Work task: Whenever "calls" appears in a line, please copy that line from the data.

··· Data listing ···

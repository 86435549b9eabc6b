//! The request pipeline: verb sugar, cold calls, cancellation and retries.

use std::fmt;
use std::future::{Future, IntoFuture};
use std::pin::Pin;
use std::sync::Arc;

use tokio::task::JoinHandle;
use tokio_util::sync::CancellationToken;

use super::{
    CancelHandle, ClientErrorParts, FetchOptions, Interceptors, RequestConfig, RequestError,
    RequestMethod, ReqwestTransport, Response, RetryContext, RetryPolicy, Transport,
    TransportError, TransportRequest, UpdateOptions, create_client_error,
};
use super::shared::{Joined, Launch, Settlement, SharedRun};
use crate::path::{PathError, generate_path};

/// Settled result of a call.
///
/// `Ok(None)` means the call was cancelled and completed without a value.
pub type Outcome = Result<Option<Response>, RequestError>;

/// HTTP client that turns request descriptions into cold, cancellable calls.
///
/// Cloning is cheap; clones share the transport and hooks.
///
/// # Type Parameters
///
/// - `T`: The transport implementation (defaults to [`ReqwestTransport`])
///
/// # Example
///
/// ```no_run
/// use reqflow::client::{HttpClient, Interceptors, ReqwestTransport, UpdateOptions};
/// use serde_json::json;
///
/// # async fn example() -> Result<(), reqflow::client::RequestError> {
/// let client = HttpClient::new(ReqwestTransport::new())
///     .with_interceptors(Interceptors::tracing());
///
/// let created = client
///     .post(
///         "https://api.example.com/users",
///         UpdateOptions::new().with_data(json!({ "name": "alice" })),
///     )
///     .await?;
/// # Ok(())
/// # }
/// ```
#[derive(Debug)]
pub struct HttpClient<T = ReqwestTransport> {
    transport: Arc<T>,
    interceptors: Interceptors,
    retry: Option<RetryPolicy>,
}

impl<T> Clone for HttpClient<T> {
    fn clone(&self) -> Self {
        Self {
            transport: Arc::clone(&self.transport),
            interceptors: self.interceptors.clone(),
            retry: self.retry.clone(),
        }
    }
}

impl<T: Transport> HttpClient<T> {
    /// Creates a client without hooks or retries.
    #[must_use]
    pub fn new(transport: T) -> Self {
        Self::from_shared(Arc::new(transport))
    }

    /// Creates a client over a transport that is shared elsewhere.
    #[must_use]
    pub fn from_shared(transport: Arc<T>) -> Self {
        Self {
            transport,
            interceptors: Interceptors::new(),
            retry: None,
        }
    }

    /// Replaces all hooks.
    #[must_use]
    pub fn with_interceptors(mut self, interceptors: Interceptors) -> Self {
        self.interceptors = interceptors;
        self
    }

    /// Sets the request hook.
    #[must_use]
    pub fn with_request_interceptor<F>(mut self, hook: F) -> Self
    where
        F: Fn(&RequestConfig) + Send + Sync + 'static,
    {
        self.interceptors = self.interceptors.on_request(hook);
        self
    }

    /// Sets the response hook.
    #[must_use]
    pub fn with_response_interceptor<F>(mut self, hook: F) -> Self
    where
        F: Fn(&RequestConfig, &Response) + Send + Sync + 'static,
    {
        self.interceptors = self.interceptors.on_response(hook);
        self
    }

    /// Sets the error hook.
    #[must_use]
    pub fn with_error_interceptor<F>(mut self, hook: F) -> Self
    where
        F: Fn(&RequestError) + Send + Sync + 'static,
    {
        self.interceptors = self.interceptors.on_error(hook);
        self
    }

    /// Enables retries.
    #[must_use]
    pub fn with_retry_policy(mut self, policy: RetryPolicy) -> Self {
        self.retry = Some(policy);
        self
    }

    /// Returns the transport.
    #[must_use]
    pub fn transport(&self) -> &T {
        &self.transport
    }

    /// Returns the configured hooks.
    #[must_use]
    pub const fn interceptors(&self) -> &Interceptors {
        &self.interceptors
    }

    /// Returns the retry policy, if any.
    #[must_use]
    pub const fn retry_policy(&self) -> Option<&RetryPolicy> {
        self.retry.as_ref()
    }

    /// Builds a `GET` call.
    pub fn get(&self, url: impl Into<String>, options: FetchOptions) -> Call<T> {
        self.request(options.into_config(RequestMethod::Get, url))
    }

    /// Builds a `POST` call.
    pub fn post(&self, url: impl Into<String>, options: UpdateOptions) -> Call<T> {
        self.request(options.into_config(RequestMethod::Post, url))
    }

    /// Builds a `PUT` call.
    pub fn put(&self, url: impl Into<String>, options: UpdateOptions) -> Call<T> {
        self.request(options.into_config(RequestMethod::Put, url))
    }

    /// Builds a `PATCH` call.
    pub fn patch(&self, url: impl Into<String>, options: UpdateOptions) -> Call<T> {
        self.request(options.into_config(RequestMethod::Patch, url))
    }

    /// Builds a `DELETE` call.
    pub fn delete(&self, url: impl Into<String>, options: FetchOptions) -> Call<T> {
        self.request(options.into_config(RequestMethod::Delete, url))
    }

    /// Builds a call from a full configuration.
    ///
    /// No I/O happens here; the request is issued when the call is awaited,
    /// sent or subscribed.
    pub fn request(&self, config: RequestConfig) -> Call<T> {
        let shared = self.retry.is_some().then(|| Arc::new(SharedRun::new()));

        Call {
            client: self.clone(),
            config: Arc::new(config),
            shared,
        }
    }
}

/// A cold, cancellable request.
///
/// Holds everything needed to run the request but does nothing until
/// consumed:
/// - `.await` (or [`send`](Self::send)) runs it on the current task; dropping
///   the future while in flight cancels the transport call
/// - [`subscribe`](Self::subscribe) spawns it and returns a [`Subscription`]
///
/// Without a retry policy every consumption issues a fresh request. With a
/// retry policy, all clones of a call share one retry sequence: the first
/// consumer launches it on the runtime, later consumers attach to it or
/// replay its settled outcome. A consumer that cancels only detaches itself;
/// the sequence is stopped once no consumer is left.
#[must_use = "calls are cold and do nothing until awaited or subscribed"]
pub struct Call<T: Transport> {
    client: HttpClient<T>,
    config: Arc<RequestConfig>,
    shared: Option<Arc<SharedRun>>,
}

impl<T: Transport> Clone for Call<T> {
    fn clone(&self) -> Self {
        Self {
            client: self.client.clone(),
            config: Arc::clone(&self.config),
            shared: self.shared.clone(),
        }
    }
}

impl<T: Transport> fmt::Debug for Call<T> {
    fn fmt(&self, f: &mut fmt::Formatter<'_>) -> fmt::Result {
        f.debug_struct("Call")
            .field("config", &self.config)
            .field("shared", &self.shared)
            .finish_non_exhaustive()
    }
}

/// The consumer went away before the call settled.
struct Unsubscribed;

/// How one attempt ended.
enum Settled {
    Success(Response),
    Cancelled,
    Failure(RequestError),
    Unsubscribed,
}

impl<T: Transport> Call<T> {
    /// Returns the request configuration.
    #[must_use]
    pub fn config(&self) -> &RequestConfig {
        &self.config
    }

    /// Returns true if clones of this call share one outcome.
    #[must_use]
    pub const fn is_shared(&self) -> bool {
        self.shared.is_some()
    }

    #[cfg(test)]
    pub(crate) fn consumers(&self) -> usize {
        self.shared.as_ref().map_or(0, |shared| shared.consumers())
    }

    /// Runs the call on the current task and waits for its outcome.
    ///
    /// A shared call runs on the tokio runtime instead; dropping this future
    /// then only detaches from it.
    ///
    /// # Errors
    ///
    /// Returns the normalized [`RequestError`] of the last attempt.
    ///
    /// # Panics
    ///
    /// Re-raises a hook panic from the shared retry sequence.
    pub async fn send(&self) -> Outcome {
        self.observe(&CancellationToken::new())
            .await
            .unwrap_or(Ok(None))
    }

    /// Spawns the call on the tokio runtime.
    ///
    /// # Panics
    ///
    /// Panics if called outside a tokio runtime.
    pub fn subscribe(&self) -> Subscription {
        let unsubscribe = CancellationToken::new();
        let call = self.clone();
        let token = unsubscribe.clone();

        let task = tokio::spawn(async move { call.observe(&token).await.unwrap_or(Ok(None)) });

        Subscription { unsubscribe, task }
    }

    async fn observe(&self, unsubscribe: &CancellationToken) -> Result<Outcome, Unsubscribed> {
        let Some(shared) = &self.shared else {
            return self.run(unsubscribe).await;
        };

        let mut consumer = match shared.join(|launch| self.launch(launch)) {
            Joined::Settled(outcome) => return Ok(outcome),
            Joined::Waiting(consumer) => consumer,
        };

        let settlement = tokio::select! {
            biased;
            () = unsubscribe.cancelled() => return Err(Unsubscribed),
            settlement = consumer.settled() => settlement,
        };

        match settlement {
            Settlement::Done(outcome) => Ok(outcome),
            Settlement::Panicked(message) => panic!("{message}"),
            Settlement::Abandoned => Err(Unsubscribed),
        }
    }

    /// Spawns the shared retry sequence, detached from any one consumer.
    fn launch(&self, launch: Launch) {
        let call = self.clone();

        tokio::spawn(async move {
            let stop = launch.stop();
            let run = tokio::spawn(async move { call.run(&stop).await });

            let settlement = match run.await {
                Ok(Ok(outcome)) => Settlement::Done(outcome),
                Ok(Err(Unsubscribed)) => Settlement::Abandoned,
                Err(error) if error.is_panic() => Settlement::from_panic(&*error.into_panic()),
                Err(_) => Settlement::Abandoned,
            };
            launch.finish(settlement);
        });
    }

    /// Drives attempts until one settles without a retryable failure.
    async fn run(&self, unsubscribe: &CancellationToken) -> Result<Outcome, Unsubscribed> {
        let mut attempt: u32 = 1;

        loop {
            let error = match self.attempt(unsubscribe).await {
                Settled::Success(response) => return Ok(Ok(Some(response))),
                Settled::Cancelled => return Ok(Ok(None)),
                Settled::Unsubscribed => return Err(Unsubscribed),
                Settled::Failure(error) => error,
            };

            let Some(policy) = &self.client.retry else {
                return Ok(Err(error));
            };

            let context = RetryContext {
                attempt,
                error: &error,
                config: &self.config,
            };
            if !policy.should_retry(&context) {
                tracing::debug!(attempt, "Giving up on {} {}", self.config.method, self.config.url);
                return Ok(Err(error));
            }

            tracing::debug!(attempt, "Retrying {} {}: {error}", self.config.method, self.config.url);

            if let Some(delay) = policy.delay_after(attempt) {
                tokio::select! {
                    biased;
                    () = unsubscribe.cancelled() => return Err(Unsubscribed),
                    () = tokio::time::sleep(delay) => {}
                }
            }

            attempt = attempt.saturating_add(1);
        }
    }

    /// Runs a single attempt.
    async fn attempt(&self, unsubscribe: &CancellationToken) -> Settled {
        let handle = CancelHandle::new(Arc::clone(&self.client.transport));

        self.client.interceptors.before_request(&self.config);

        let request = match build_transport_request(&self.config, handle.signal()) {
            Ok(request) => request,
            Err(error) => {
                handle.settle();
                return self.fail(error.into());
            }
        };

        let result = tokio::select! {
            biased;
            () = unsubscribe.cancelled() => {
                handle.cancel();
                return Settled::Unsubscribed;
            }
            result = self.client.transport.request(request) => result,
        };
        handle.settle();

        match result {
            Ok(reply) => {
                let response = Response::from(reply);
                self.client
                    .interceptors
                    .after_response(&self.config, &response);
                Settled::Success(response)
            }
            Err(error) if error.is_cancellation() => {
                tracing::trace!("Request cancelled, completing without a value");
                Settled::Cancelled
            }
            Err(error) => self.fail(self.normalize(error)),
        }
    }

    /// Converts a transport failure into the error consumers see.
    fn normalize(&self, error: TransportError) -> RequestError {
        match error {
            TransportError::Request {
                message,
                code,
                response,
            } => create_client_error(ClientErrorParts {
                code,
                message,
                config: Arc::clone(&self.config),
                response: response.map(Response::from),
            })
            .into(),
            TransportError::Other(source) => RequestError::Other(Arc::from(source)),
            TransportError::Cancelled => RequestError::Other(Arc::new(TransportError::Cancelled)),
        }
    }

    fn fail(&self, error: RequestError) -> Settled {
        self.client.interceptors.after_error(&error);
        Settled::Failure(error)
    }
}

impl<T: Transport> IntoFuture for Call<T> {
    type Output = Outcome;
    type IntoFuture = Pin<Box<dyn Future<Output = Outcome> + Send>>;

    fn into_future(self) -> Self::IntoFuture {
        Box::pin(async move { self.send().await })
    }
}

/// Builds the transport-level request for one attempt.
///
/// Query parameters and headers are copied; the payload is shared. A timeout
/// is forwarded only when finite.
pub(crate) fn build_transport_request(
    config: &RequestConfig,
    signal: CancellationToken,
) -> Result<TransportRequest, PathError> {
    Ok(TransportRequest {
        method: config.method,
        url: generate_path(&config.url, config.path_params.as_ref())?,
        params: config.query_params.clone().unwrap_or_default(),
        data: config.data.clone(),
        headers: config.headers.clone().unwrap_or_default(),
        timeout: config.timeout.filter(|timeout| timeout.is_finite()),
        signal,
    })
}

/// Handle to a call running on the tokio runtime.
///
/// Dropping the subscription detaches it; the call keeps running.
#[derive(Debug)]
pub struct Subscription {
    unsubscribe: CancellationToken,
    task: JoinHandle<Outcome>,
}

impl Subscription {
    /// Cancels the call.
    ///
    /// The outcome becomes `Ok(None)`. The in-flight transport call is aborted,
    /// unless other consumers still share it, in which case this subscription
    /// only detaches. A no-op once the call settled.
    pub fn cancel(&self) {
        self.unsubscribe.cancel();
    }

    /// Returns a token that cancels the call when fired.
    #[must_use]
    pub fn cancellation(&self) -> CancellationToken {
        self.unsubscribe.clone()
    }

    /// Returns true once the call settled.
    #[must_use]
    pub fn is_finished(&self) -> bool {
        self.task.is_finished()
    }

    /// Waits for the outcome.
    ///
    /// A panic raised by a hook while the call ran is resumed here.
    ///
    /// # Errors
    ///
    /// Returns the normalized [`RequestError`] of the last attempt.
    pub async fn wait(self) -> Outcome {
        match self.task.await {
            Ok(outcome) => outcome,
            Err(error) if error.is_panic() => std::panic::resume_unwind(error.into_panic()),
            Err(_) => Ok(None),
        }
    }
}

···

Answer for the task:
//! The request pipeline: verb sugar, cold calls, cancellation and retries.
/// HTTP client that turns request descriptions into cold, cancellable calls.
#[must_use = "calls are cold and do nothing until awaited or subscribed"]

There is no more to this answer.